Sotomayor turns next to a discussion of what limits on disgorgement are appropriate. On this question, Sotomayor observes that in recent years, courts seem to have forgotten that the traditional equity practice “circumscribe[d] the award in multiple ways to avoid transforming it into a penalty outside their equitable powers.” She identifies three specific limits on the traditional equitable remedy. First, the effect of the “profits remedy,” as Sotomayor calls it, was to “impos[e] a constructive trust on wrongful gains for wronged victims.” The remedy made sense only as a way to return the defendant’s wrongful gains to those harmed by the defendant’s malfeasance. Second, because the remedy was limited to the defendant’s profits, it traditionally was confined to the profits obtained by each individual defendant; it would not justify relief “against multiple wrongdoers under a joint-and-several liability theory.” Third, the remedy was limited to the “net” profits, or the “gain made upon any business or investment, when both the receipts and [expenses] are taken into the account.”

The closing section of the opinion points out that the SEC’s pursuit of disgorgement in general, and arguably in this case, has transgressed each of those three limits. Sotomayor notes that the SEC “does not always return the entirety of disgorgement proceeds to investors, instead depositing a portion of its collections in a fund in the Treasury.” That is difficult to reconcile with the court’s view that “[t]he equitable nature of the profits remedy generally requires the SEC to return a defendant’s gains to wronged investors for their benefit.” Sotomayor is unimpressed by the SEC’s broad argument that “the very fact that it conducted an enforcement action” is enough to show that the relief benefits investors, concluding that the SEC’s conception of investor benefit would “render [the statute] meaningless.” The opinion leaves open the possibility that the government might retain funds in a case in which “it is infeasible to distribute the collected funds to investors,” but it would not be easy to fashion such a remedy consistently with the court’s analysis.

Similarly, the opinion criticizes the SEC’s common imposition of “joint-and-several liability” in disgorgement cases, which Sotomayor finds to be “at odds with the common-law rule requiring individual liability for wrongful profits” because it “could transform any equitable profits-focused remedy into a penalty.” Again, the opinion allows that the lower court could find on remand that joint-and-several liability is appropriate in this case because the finances of the two defendants here (husband and wife) were so “commingled” that both spouses “enjoy[ed] the fruits of the scheme,” but that circumstance may be absent in many disgorgement cases.

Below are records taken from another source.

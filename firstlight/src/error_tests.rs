//! Unit tests for error.rs
//!
//! Tests all Error variants and their implementations (Display, Debug,
//! Clone, std::error::Error).

use crate::error::Error;
use crate::renderer::ShaderStage;

// ============================================================================
// ERROR DISPLAY TESTS
// ============================================================================

#[test]
fn test_window_creation_display() {
    let err = Error::WindowCreation("glfwCreateWindow returned null".to_string());
    let display = format!("{}", err);
    assert!(display.contains("Window creation failed"));
    assert!(display.contains("glfwCreateWindow returned null"));
}

#[test]
fn test_shader_compile_display_carries_stage_and_log() {
    let err = Error::ShaderCompile {
        stage: ShaderStage::Vertex,
        log: "0:3: syntax error".to_string(),
    };
    let display = format!("{}", err);
    assert!(display.contains("Vertex shader compilation failed"));
    assert!(display.contains("0:3: syntax error"));

    let err = Error::ShaderCompile {
        stage: ShaderStage::Fragment,
        log: "entry point 'main' not found".to_string(),
    };
    let display = format!("{}", err);
    assert!(display.contains("Fragment shader compilation failed"));
}

#[test]
fn test_shader_link_display() {
    let err = Error::ShaderLink("output of vertex stage not consumed".to_string());
    let display = format!("{}", err);
    assert!(display.contains("Shader program link failed"));
    assert!(display.contains("not consumed"));
}

#[test]
fn test_invalid_geometry_display() {
    let err = Error::InvalidGeometry("vertex data is empty".to_string());
    let display = format!("{}", err);
    assert!(display.contains("Invalid geometry"));
    assert!(display.contains("vertex data is empty"));
}

#[test]
fn test_invalid_handle_display() {
    let err = Error::InvalidHandle("draw_frame called on a released handle");
    let display = format!("{}", err);
    assert!(display.contains("Invalid render handle"));
    assert!(display.contains("released handle"));
}

#[test]
fn test_backend_display() {
    let err = Error::Backend("context lost".to_string());
    let display = format!("{}", err);
    assert!(display.contains("Backend error"));
    assert!(display.contains("context lost"));
}

// ============================================================================
// ERROR TRAIT IMPLEMENTATIONS
// ============================================================================

#[test]
fn test_error_is_std_error() {
    let err = Error::Backend("test".to_string());
    let _: &dyn std::error::Error = &err;
}

#[test]
fn test_error_debug() {
    let err = Error::ShaderLink("test".to_string());
    let debug = format!("{:?}", err);
    assert!(debug.contains("ShaderLink"));

    let err = Error::InvalidHandle("stale");
    let debug = format!("{:?}", err);
    assert!(debug.contains("InvalidHandle"));
}

#[test]
fn test_error_clone() {
    let err = Error::ShaderCompile {
        stage: ShaderStage::Fragment,
        log: "boom".to_string(),
    };
    let cloned = err.clone();
    assert_eq!(format!("{}", err), format!("{}", cloned));
}
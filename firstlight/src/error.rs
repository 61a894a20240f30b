//! Error types for Firstlight
//!
//! This module defines the error taxonomy used throughout the crate.
//! Every failure in this domain is either a startup-time fatal condition
//! (window, compile, link) or a checked precondition violation; nothing is
//! transient and there is no retry policy anywhere.

use std::fmt;

use crate::renderer::ShaderStage;

/// Result type for Firstlight operations
pub type Result<T> = std::result::Result<T, Error>;

/// Firstlight errors
#[derive(Debug, Clone)]
pub enum Error {
    /// The windowing collaborator failed to create a window/context
    WindowCreation(String),

    /// A shader stage failed to compile; carries the stage kind and the
    /// compiler diagnostic text
    ShaderCompile { stage: ShaderStage, log: String },

    /// The two stages failed to link into one program
    ShaderLink(String),

    /// Vertex/index descriptor violates an invariant (empty data, length
    /// not a multiple of 3, index out of range)
    InvalidGeometry(String),

    /// Use of a released or never-initialized handle (programmer error)
    InvalidHandle(&'static str),

    /// Driver-reported failure with no more specific classification
    Backend(String),
}

impl fmt::Display for Error {
    fn fmt(&self, f: &mut fmt::Formatter<'_>) -> fmt::Result {
        match self {
            Error::WindowCreation(msg) => write!(f, "Window creation failed: {}", msg),
            Error::ShaderCompile { stage, log } => {
                write!(f, "{} shader compilation failed: {}", stage, log)
            }
            Error::ShaderLink(log) => write!(f, "Shader program link failed: {}", log),
            Error::InvalidGeometry(msg) => write!(f, "Invalid geometry: {}", msg),
            Error::InvalidHandle(msg) => write!(f, "Invalid render handle: {}", msg),
            Error::Backend(msg) => write!(f, "Backend error: {}", msg),
        }
    }
}

impl std::error::Error for Error {}

#[cfg(test)]
#[path = "error_tests.rs"]
mod tests;
//! Display strings for destination rows.

use chrono::{TimeZone, Timelike};

use crate::domain::Leg;

/// `HH:MM` of `epoch_ms` in `tz`, or `None` if out of range.
pub fn format_clock<Tz: TimeZone>(epoch_ms: i64, tz: &Tz) -> Option<String> {
    let dt = tz.timestamp_millis_opt(epoch_ms).single()?;
    Some(format!("{:02}:{:02}", dt.hour(), dt.minute()))
}

/// Travel time rounded to the minute: `"25 min"`, `"1 h 0 min"`, `"1 h 5 min"`.
pub fn format_travel(duration_seconds: u32) -> String {
    let mins = duration_seconds.saturating_add(30) / 60;
    match (mins / 60, mins % 60) {
        (0, m) => format!("{m} min"),
        (h, m) => format!("{h} h {m} min"),
    }
}

/// Routes ridden, joined with arrows; `"Walk"` when nothing is ridden.
pub fn route_summary(legs: &[Leg]) -> String {
    let routes: Vec<&str> = legs
        .iter()
        .filter(|l| l.mode.is_transit())
        .filter_map(|l| l.route_short_name())
        .filter(|name| !name.is_empty())
        .collect();

    if routes.is_empty() {
        "Walk".to_string()
    } else {
        routes.join(" → ")
    }
}
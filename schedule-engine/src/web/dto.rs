//! Data transfer objects for web requests and responses.

use serde::{Deserialize, Serialize};

use crate::domain::{Coordinate, Destination, DestinationResult, RouteInfo, Station};

/// Request to resolve a destination table.
#[derive(Debug, Deserialize)]
#[serde(rename_all = "camelCase")]
pub struct ResolveRequest {
    /// Display slot the table belongs to; newer requests supersede older
    /// ones for the same slot.
    pub slot: String,

    pub origin: Coordinate,

    pub destinations: Vec<Destination>,

    /// Rows currently on screen. Falls back to the slot's last committed
    /// rows when absent.
    pub previous: Option<Vec<DestinationResult>>,
}

/// Resolved destination table.
#[derive(Debug, Serialize, Deserialize)]
#[serde(rename_all = "camelCase")]
pub struct ResolveResponse {
    pub results: Vec<DestinationResult>,
    pub any_succeeded: bool,

    /// True when a newer request for the same slot started meanwhile; the
    /// rows were not committed.
    pub stale: bool,
}

/// Query for a fixed-route schedule.
#[derive(Debug, Deserialize)]
#[serde(rename_all = "camelCase")]
pub struct RouteScheduleQuery {
    pub organization_id: String,
    pub service_id: String,
    pub route_id: String,
    pub short_name: Option<String>,

    #[serde(default)]
    pub skip_patterns: bool,
}

impl RouteScheduleQuery {
    pub fn route_info(&self) -> RouteInfo {
        RouteInfo {
            organization_id: self.organization_id.clone(),
            service_id: self.service_id.clone(),
            route_id: self.route_id.clone(),
            short_name: self.short_name.clone(),
        }
    }
}

/// Query for stations around a point.
#[derive(Debug, Deserialize)]
pub struct NearbyStationsQuery {
    pub lat: f64,
    pub lng: f64,

    /// Metres
    pub radius: f64,
}

impl NearbyStationsQuery {
    /// Store slot for this lookup. A list is only ever reused for the same
    /// origin and radius.
    pub fn slot(&self) -> String {
        format!("{},{},{}", self.lat, self.lng, self.radius)
    }
}

/// Nearby stations.
#[derive(Debug, Serialize, Deserialize)]
pub struct NearbyStationsResponse {
    pub stations: Vec<Station>,

    /// False when the refresh failed and these are the last known stations.
    pub fresh: bool,
}

/// Error response.
#[derive(Debug, Serialize, Deserialize)]
pub struct ErrorResponse {
    pub error: String,
}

Finally, Sotomayor flatly rejects the practice (followed by the lower court here) of ordering disgorgement of all revenues, explaining that “courts must deduct legitimate expenses before ordering disgorgement.” Sotomayor acknowledges the possibility that “personal services” expenses should be disallowed as “inequitable” in a case in which defendants operated an “entirely fraudulent scheme.” But the record here showed a variety of ordinary expenses to third parties for such items as leases and cancer-treatment equipment. To the extent those items “have value independent of fueling a fraudulent scheme,” the lower court should have permitted their deduction from the award.

Liu may not be regarded as a major securities decision. It should, though, bring a significant shift to the SEC’s disgorgement practice, to which the lower courts have been much more receptive than has the Supreme Court.